The pipe smoke hung heavily over his small table, like a little cloud. He squinted and studied the slowly drifting and changing shapes of the little clouds of smoke, and the little field of green below and beyond them, which was, the felt of the old pool table in the center of the room.
He tried to burn the memory of the scene into his mind before taking his grubby glass and draining the last of the absinthe...
He rose unsteadily, the guilt of spending his brother's money hanging heavily in his mind. His mind reeled, trying to register the bitter tang of the wormwood. He swayed once or twice before setting the glass down.
He took a few unsure steps, got his sea legs, and staggered out of that place.The cobblestone street outside was empty, yet dark and windy.
The shoe cobbler's nails in the soles of his cheap boots were wearing through, so that lately, he had to try to curl his toes and raise the soles of his feet as he walked, so as to try to keep the nails from piercing him. As you can imagine, staggering along, curling his toes and raising his soles, he made quite the sight.
Yet he was alone, and so, no one saw the moment, while the January mistral pushed against him.
He pulled his poor coat tightly to him with one hand, and held his hat with the other. Far from home, he had come from the cold north, yet he shivered.
The south of France was cold indeed...
He arrived at the little yellow house and let himself in through the unlocked front door.

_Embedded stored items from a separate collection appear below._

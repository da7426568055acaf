//! Per-run state machine: chunk the row stream, run each chunk end to end, keep going.

use std::collections::BTreeSet;
use std::path::PathBuf;
use std::sync::Arc;
use std::time::{Duration, Instant};

use crate::assemble::assemble;
use crate::chunker::{Chunk, Chunker};
use crate::engine::{EngineConfig, InferenceEngine};
use crate::error::{PipelineError, Result};
use crate::model::ModelLoader;
use crate::record::{PagePart, Row};
use crate::reshape::{reshape, ReshapeOptions};
use crate::sink::{write_records, Destination, ObjectStore};
use crate::source::{self, SourceDescriptor};

/// Name of the artifact holding chunk `index` of a run.
pub fn chunk_file_name(date: &str, part: PagePart, index: usize) -> String {
    format!("entities_{date}_{part}_{index}.jsonl")
}

/// Where chunk artifacts are written.
#[derive(Debug, Clone)]
pub enum OutputTarget {
    /// A directory on the local filesystem.
    LocalDir(PathBuf),
    /// Objects under `prefix` in a bucket.
    Object {
        /// Bucket client.
        store: ObjectStore,
        /// Name prefix, usually ending in `/`.
        prefix: String,
    },
}

impl OutputTarget {
    /// Destination for an artifact called `file_name`.
    pub fn destination(&self, file_name: &str) -> Destination {
        match self {
            OutputTarget::LocalDir(dir) => Destination::Local(dir.join(file_name)),
            OutputTarget::Object { store, prefix } => Destination::Object {
                store: store.clone(),
                name: format!("{prefix}{file_name}"),
            },
        }
    }
}

/// Which chunk indices a run processes; the rest are read and discarded.
#[derive(Debug, Clone, Default, PartialEq, Eq)]
pub struct ChunkSelection {
    from: usize,
    only: BTreeSet<usize>,
}

impl ChunkSelection {
    /// Every chunk.
    pub fn all() -> Self {
        Self::default()
    }

    /// Chunks at or after `from`, further restricted to `only` when it is non-empty.
    pub fn new(from: usize, only: impl IntoIterator<Item = usize>) -> Self {
        Self {
            from,
            only: only.into_iter().collect(),
        }
    }

    /// Whether chunk `index` is processed.
    pub fn includes(&self, index: usize) -> bool {
        index >= self.from && (self.only.is_empty() || self.only.contains(&index))
    }

    /// Highest index that can still be selected, if the selection is bounded.
    fn last(&self) -> Option<usize> {
        self.only.iter().next_back().copied()
    }
}

/// Everything a run needs besides the rows and the engine.
#[derive(Debug, Clone)]
pub struct RunConfig {
    /// Part of page being processed.
    pub part: PagePart,
    /// Run date used in artifact names.
    pub date: String,
    /// Rows per chunk.
    pub chunk_size: usize,
    /// Row-to-unit settings.
    pub reshape: ReshapeOptions,
    /// Artifact location.
    pub output: OutputTarget,
    /// Chunk indices to process.
    pub selection: ChunkSelection,
}

/// A chunk whose artifact was written completely.
#[derive(Debug, Clone, PartialEq, Eq)]
pub struct ChunkReport {
    /// Zero-based chunk index.
    pub index: usize,
    /// Artifact name.
    pub destination: String,
    /// Lines written.
    pub records: u64,
    /// Rows dropped for lacking an id.
    pub rows_without_id: u64,
    /// Wall time spent on the chunk.
    pub elapsed: Duration,
}

/// A chunk that failed and was skipped.
#[derive(Debug)]
pub struct ChunkFailure {
    /// Zero-based chunk index.
    pub index: usize,
    /// Artifact name the chunk would have been written to.
    pub destination: String,
    /// Why it failed.
    pub error: PipelineError,
}

/// Outcome of a run that was not aborted.
#[derive(Debug, Default)]
pub struct RunSummary {
    /// Chunks written successfully, in order.
    pub completed: Vec<ChunkReport>,
    /// Chunks that failed, in order.
    pub failed: Vec<ChunkFailure>,
    /// Chunks read but not selected.
    pub skipped: Vec<usize>,
}

impl RunSummary {
    /// True when no processed chunk failed.
    pub fn is_success(&self) -> bool {
        self.failed.is_empty()
    }

    /// Indices of completed chunks.
    pub fn completed_indices(&self) -> Vec<usize> {
        self.completed.iter().map(|c| c.index).collect()
    }

    /// Indices of failed chunks.
    pub fn failed_indices(&self) -> Vec<usize> {
        self.failed.iter().map(|c| c.index).collect()
    }

    /// Total lines written across completed chunks.
    pub fn records_written(&self) -> u64 {
        self.completed.iter().map(|c| c.records).sum()
    }
}

/// Runs every chunk of `rows` through `engine`, writing one artifact per chunk.
///
/// Chunk-local failures are logged and recorded, then the next chunk starts. Any other
/// failure aborts the run.
pub fn run<I>(rows: I, engine: &mut InferenceEngine, config: &RunConfig) -> Result<RunSummary>
where
    I: Iterator<Item = Result<Row>>,
{
    let mut chunker = Chunker::new(rows, config.chunk_size)?;
    let mut summary = RunSummary::default();
    let part = config.part;

    while let Some(chunk) = chunker.next_chunk() {
        let index = chunk.index();
        if !config.selection.includes(index) {
            drop(chunk);
            tracing::debug!(chunk = index, part = %part, "skipping unselected chunk");
            summary.skipped.push(index);
            if config.selection.last().is_some_and(|last| index >= last) {
                break;
            }
            continue;
        }

        let destination = config.output.destination(&chunk_file_name(&config.date, part, index));
        let name = destination.to_string();
        tracing::info!(chunk = index, part = %part, destination = %name, "chunk started");
        let started = Instant::now();

        match process_chunk(chunk, engine, config, &destination) {
            Ok((records, rows_without_id)) => {
                let elapsed = started.elapsed();
                tracing::info!(
                    chunk = index,
                    part = %part,
                    destination = %name,
                    records,
                    rows_without_id,
                    elapsed_ms = elapsed.as_millis() as u64,
                    "chunk finished"
                );
                summary.completed.push(ChunkReport {
                    index,
                    destination: name,
                    records,
                    rows_without_id,
                    elapsed,
                });
            }
            Err(error) if error.is_chunk_local() => {
                tracing::error!(
                    chunk = index,
                    part = %part,
                    destination = %name,
                    error = %error,
                    "chunk failed, continuing with the next chunk"
                );
                summary.failed.push(ChunkFailure {
                    index,
                    destination: name,
                    error,
                });
            }
            Err(error) => {
                tracing::error!(chunk = index, part = %part, error = %error, "run aborted");
                return Err(error);
            }
        }

        if config.selection.last().is_some_and(|last| index >= last) {
            break;
        }
    }

    tracing::info!(
        part = %part,
        completed = ?summary.completed_indices(),
        failed = ?summary.failed_indices(),
        skipped = summary.skipped.len(),
        records = summary.records_written(),
        "run finished"
    );
    Ok(summary)
}

fn process_chunk<I>(
    chunk: Chunk<'_, I>,
    engine: &mut InferenceEngine,
    config: &RunConfig,
    destination: &Destination,
) -> Result<(u64, u64)>
where
    I: Iterator<Item = Result<Row>>,
{
    let mut units = reshape(chunk, &config.reshape);
    let written = {
        let inferences = engine.infer(units.by_ref());
        write_records(destination, assemble(inferences, config.part))?
    };
    Ok((written, units.skipped()))
}

/// Loads the model, opens the source and runs every chunk.
pub fn execute(
    descriptor: &SourceDescriptor,
    loader: Arc<dyn ModelLoader>,
    engine_config: EngineConfig,
    config: &RunConfig,
) -> Result<RunSummary> {
    let mut engine = InferenceEngine::start(loader, engine_config)?;
    let rows = source::stream(descriptor)?;
    run(rows, &mut engine, config)
}
//! Error types shared by the daily workflow, the dispatch loop and the scheduler.
//!
//! Each layer owns its own error enum (`StoreError`, `TelegramError`, `CatalogError`);
//! `BotError` wraps them and carries the name of the failing step.

use thiserror::Error;

use crate::catalog::CatalogError;
use crate::store::StoreError;
use crate::telegram::TelegramError;

#[derive(Debug, Error)]
pub enum BotError {
  #[error("store: {0}")]
  Store(#[from] StoreError),

  #[error("telegram: {0}")]
  Telegram(#[from] TelegramError),

  #[error("catalog: {0}")]
  Catalog(#[from] CatalogError),

  #[error("sticker pool is empty")]
  NoStickers,

  #[error("unknown stream {0:?}")]
  UnknownStream(String),

  #[error("scheduler: {0}")]
  Scheduler(String),

  #[error("{context}: {source}")]
  Context {
    context: String,
    #[source]
    source: Box<BotError>,
  },
}

impl BotError {
  /// Innermost error, skipping the context layers.
  pub fn root(&self) -> &BotError {
    match self {
      BotError::Context { source, .. } => source.root(),
      other => other,
    }
  }
}

/// Attach the name of the failing step to an error, `"publish: send daily: ..."` style.
pub trait ResultExt<T> {
  fn context(self, context: impl Into<String>) -> Result<T, BotError>;
}

impl<T, E: Into<BotError>> ResultExt<T> for Result<T, E> {
  fn context(self, context: impl Into<String>) -> Result<T, BotError> {
    self.map_err(|e| BotError::Context {
      context: context.into(),
      source: Box::new(e.into()),
    })
  }
}

#[cfg(test)]
mod tests {
  use super::*;

  #[test]
  fn context_chain_renders_outer_to_inner() {
    let res: Result<(), StoreError> = Err(StoreError::Snapshot {
      path: "state.json".into(),
      source: std::io::Error::new(std::io::ErrorKind::Other, "disk full"),
    });
    let err = res.context("commit").context("publish").unwrap_err();
    assert_eq!(err.to_string(), "publish: commit: store: snapshot state.json: disk full");
    assert!(matches!(err.root(), BotError::Store(StoreError::Snapshot { .. })));
  }
}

Barely inside, the mistral still gusting, he didn't bother to turn and face the wind, but instead, leaned backwards against the old oaken door, and as it slammed shut, the silence of the house was immediate and repressive, yet still, and noisily, the mistral outside howled.
He was aware of a strange gladness as he leaned against that door, there in the dark, and found it wonderful and ironic how gladness can come into one's heart even in the midst of lonliness and silence.
He was home.
It wasn't much, but it was his home...
He slowly leaned forward and made his way up the stairs in the dark, drunk, and barely able to see anything in the dim light, but he moved with the practiced steps of a blind man, and made his way, slowly and surely, to the top of the stairs and to the small table in his little bedroom. Swaying like a buoy, he poured himself another drink in the dark, using the same unwashed glass he'd used earlier. Carefully setting the bottle on the table, swaying like a man at sea, he took a drink, then sat down tiredly on the edge of his bed.
The room, the whole house, smelled strongly of linseed oil and turpentine. Paintings and drawings, brushes and tubes of paint; an old paintbox with tubes of paint, all beside his thoughts, were all that he had now;
The yellow house in the south of France...
He listened to the mistral rage outside.